From the records, return each line that has the word "crate" in it.

::: Record extracts :::

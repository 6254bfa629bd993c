//! bplist – Apple binary property list ("bplist00") codec
//!
//! Encodes a tree of typed [`Value`]s into the compact binary property-list
//! wire format and decodes such a byte stream back into a tree. The binary
//! format is used to serve API responses alongside JSON/XML; the decoded tree
//! can additionally be re-rendered as a human-readable XML plist for
//! inspection ([`to_xml`]).
//!
//! # Beispiel
//!
//! ```
//! use bplist::{decode, encode, Dictionary, Value};
//!
//! // Encode
//! let mut dict = Dictionary::new();
//! dict.insert("name".to_string(), Value::Text("ok".to_string()));
//! let bytes = encode("root", &Value::Dictionary(dict));
//! assert!(bytes.starts_with(b"bplist00"));
//!
//! // Decode
//! let value = decode(&bytes);
//! let root = value.lookup("root").unwrap();
//! assert_eq!(root.lookup("name"), Some(&Value::Text("ok".to_string())));
//! ```

pub mod decoder;
pub mod encoder;
pub mod error;
pub mod media_type;
pub mod registry;
pub mod tag;
pub mod trailer;
pub mod value;
pub mod width;
pub mod xml;

pub use error::{Error, Result};

/// HashMap mit ahash (schneller, nicht DoS-resistent), für interne
/// Datenstrukturen wie den String-Intern-Cache des Encoders.
pub(crate) type FastHashMap<K, V> = hashbrown::HashMap<K, V, ahash::RandomState>;

/// HashSet mit ahash.
pub(crate) type FastHashSet<K> = hashbrown::HashSet<K, ahash::RandomState>;

// Public API: Value Model
pub use value::{Dictionary, Value};

// Public API: Encoder/Decoder
pub use decoder::decode;
pub use encoder::encode;

// Public API: XML export
pub use xml::{to_xml, to_xml_writer};

// Public API: Serialiser registry
pub use registry::{
    BinaryPlistSerialiser, Serialiser, SerialiserRegistry, XmlPlistSerialiser,
};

:::

> Answer below:
pub(crate) type FastHashMap<K, V> = hashbrown::HashMap<K, V, ahash::RandomState>;
pub(crate) type FastHashSet<K> = hashbrown::HashSet<K, ahash::RandomState>;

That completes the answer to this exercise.